Real-time RT-PCR: The alterations of CD133 expression levels were examined in non-sorted or sorted (CD133+ or CD133-) cultured cells time-dependently (days 0, 7, 14, 21 and 28) after the passage or sorting. Real-time analysis was performed using premade CD133 and b-actin-specific primers and probes with the ABI Prism 7700 sequence detection system (PE Applied Biosystems, Warrington, UK). RT-PCR was done with the TaqMan Universal PCR Master Mix (PE Applied Biosystems) using 2 uL cDNA in a 25-uL final reaction mixture. Cycling conditions were as follows: incubation at 50℃ for 2 min, 10 min at 95℃, and 50 cycles of 15 s at 95℃ and 1 min at 60℃. CD133 was normalized (ΔCt) to b-actin from the Ct value of CD133. Each experiment was performed in triplicate, and the mean adopted.
Cell proliferation assay of CD133+ and CD133- cells: CD133+ and CD133- cells were plated on a Lab-Tek Ⅱ chamber slide (Nalge Nunc International), and cultured for 7 d before the cell proliferation assay.

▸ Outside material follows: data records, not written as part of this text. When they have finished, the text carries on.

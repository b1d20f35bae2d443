//! Authentication handlers.

use std::sync::Arc;

use actix_web::{HttpResponse, web};

use byline_core::domain::User;
use byline_core::ports::{PasswordService, TokenService};
use byline_shared::dto::{AuthResponse, LoginRequest, RegisterRequest, UserResponse};

use crate::middleware::auth::Identity;
use crate::middleware::error::{AppError, AppResult};
use crate::state::AppState;

/// POST /api/auth/register
pub async fn register(
    state: web::Data<AppState>,
    token_service: web::Data<Arc<dyn TokenService>>,
    password_service: web::Data<Arc<dyn PasswordService>>,
    body: web::Json<RegisterRequest>,
) -> AppResult<HttpResponse> {
    let req = body.into_inner();

    // Validate input
    let username = req.username.trim().to_owned();
    if username.is_empty() {
        return Err(AppError::BadRequest("Username is required".to_string()));
    }
    if req.email.is_empty() || !req.email.contains('@') {
        return Err(AppError::BadRequest("Invalid email address".to_string()));
    }
    if req.password.len() < 8 {
        return Err(AppError::BadRequest(
            "Password must be at least 8 characters".to_string(),
        ));
    }

    // Check if the account already exists
    if state.users.find_by_email(&req.email).await?.is_some() {
        return Err(AppError::Conflict("Email already registered".to_string()));
    }
    if state.users.find_by_username(&username).await?.is_some() {
        return Err(AppError::Conflict("Username already taken".to_string()));
    }

    // Hash password
    let password_hash = password_service
        .hash(&req.password)
        .map_err(|e| AppError::Internal(e.to_string()))?;

    // Create user
    let user = User::new(username, req.email, password_hash);
    let saved_user = state.users.insert(user).await?;

    // Generate token
    let token = token_service
        .generate_token(saved_user.id, &saved_user.email)
        .map_err(|e| AppError::Internal(e.to_string()))?;

    Ok(HttpResponse::Created().json(AuthResponse {
        access_token: token,
        token_type: "Bearer".to_string(),
        expires_in: token_service.expiration_seconds() as u64,
    }))
}

/// POST /api/auth/login
pub async fn login(
    state: web::Data<AppState>,
    token_service: web::Data<Arc<dyn TokenService>>,
    password_service: web::Data<Arc<dyn PasswordService>>,
    body: web::Json<LoginRequest>,
) -> AppResult<HttpResponse> {
    let req = body.into_inner();

    // Find user by email
    let user = state
        .users
        .find_by_email(&req.email)
        .await?
        .ok_or(AppError::Unauthorized)?;

    // Verify password
    let valid = password_service
        .verify(&req.password, &user.password_hash)
        .map_err(|e| AppError::Internal(e.to_string()))?;

    if !valid {
        return Err(AppError::Unauthorized);
    }

    // Generate token
    let token = token_service
        .generate_token(user.id, &user.email)
        .map_err(|e| AppError::Internal(e.to_string()))?;

    Ok(HttpResponse::Ok().json(AuthResponse {
        access_token: token,
        token_type: "Bearer".to_string(),
        expires_in: token_service.expiration_seconds() as u64,
    }))
}

/// GET /api/auth/me - Protected route
pub async fn me(state: web::Data<AppState>, identity: Identity) -> AppResult<HttpResponse> {
    let user = state
        .users
        .find_by_id(identity.user_id)
        .await?
        .ok_or(AppError::Unauthorized)?;

    Ok(HttpResponse::Ok().json(UserResponse {
        id: user.id,
        username: user.username,
        email: user.email,
        created_at: user.created_at,
    }))
}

Cell proliferation was assayed using BrdU. Cultured cells were incubated on slides with BrdU solution (10 mmol/L) at 37℃ for 30 min. After fixing with 70% ethanol (50 mmol/L glycine buffer solution, pH 2.0) for more than 20 min, the slides were incubated with anti-BrdU solution at 37℃ for 30 min. After additional incubation with IgG fluorochrome solution for 30 min, positive signals were detected by a fluorescence microscope (Olympus).

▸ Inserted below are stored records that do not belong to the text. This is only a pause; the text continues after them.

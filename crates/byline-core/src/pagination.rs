//! Pagination arithmetic for the post listing.

use serde::Serialize;

/// Default page size when the request names none.
pub const DEFAULT_LIMIT: u64 = 10;

/// One page of results plus the metadata the listing endpoint exposes.
#[derive(Debug, Clone, Serialize)]
pub struct Page<T> {
    pub items: Vec<T>,
    pub total_pages: u64,
    pub current_page: u64,
    pub total_posts: u64,
}

impl<T> Page<T> {
    /// Assemble a page from a fetched window and the total match count.
    pub fn new(items: Vec<T>, total: u64, page: u64, limit: u64) -> Self {
        Self {
            items,
            total_pages: total_pages(total, limit),
            current_page: page,
            total_posts: total,
        }
    }
}

/// `ceil(total / limit)`, 0 when nothing matches.
pub fn total_pages(total: u64, limit: u64) -> u64 {
    total.div_ceil(limit)
}

/// Offset of the first record on a 1-based page. Requesting a page past
/// the end is allowed and simply lands beyond the data.
pub fn offset(page: u64, limit: u64) -> u64 {
    page.saturating_sub(1) * limit
}
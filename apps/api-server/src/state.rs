//! Application state - shared across all handlers.

use std::sync::Arc;

use byline_core::ports::{PostRepository, UserRepository};
use byline_core::service::PostService;
use byline_infra::database::{
    self, DatabaseConfig, DbErr, PostgresPostRepository, PostgresUserRepository,
};

/// Shared application state.
#[derive(Clone)]
pub struct AppState {
    pub posts: PostService,
    pub users: Arc<dyn UserRepository>,
}

impl AppState {
    /// Connect to the store and wire the repositories into the service.
    pub async fn new(config: &DatabaseConfig) -> Result<Self, DbErr> {
        let db = database::connect(config).await?;

        let post_repo: Arc<dyn PostRepository> = Arc::new(PostgresPostRepository::new(db.clone()));
        let user_repo: Arc<dyn UserRepository> = Arc::new(PostgresUserRepository::new(db));

        tracing::info!("Application state initialized");

        Ok(Self {
            posts: PostService::new(post_repo, user_repo.clone()),
            users: user_repo,
        })
    }
}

Relationship between side population (SP) and CD133+ cells: SP is currently estimated as one of the most reliable stem cell phenotypes[19,20]. The relationship between SP and CD133+ cells was examined by FACS. After detaching and washing, the cultured cells were then incubated at 37℃ for 90 min with 20 ug/mL Hoechst 33342 (Sigma Chemical Co.), PE-conjugated monoclonal antibody to CD133 (clone AC133; Miltenyi Biotec), bovine serum albumin, in the presence or absence of 100 umol/L verapamil (Sigma Chemical Co.). After incubation, 1 ug/mL propidium iodide (Sigma Chemical Co.) was added and the cells were filtered through a 40-um cell strainer (BD Biosciences, San Diego, CA, USA) to obtain single-cell suspensions. The relationship between SP and CD133 expression was analyzed by JSAN (Bay Bioscience). Hoechst 33342 was excited with a UV laser at 350 nm and fluorescence emission was measured with 405/BP30 (Hoechst blue) and 570/BP20 (Hoechst red) optical filters. Propidium iodide labeling was measured through a 630/BP30 filter for the discrimination of dead cells. Next, HuH7 cells were sorted into SP/CD133+, SP/CD133-, non-SP/CD133+, and non-SP/CD133-. After 4 wk subculturing, each population was analyzed again with regard to CD133 expression by FACS.
Differences between two groups were analyzed using the Mann-Whitney U test or c2 test. Statistical analysis was performed using Statcel 2 software (OMS publishing, Tokorozawa, Japan). P < 0.05 was considered to be significant.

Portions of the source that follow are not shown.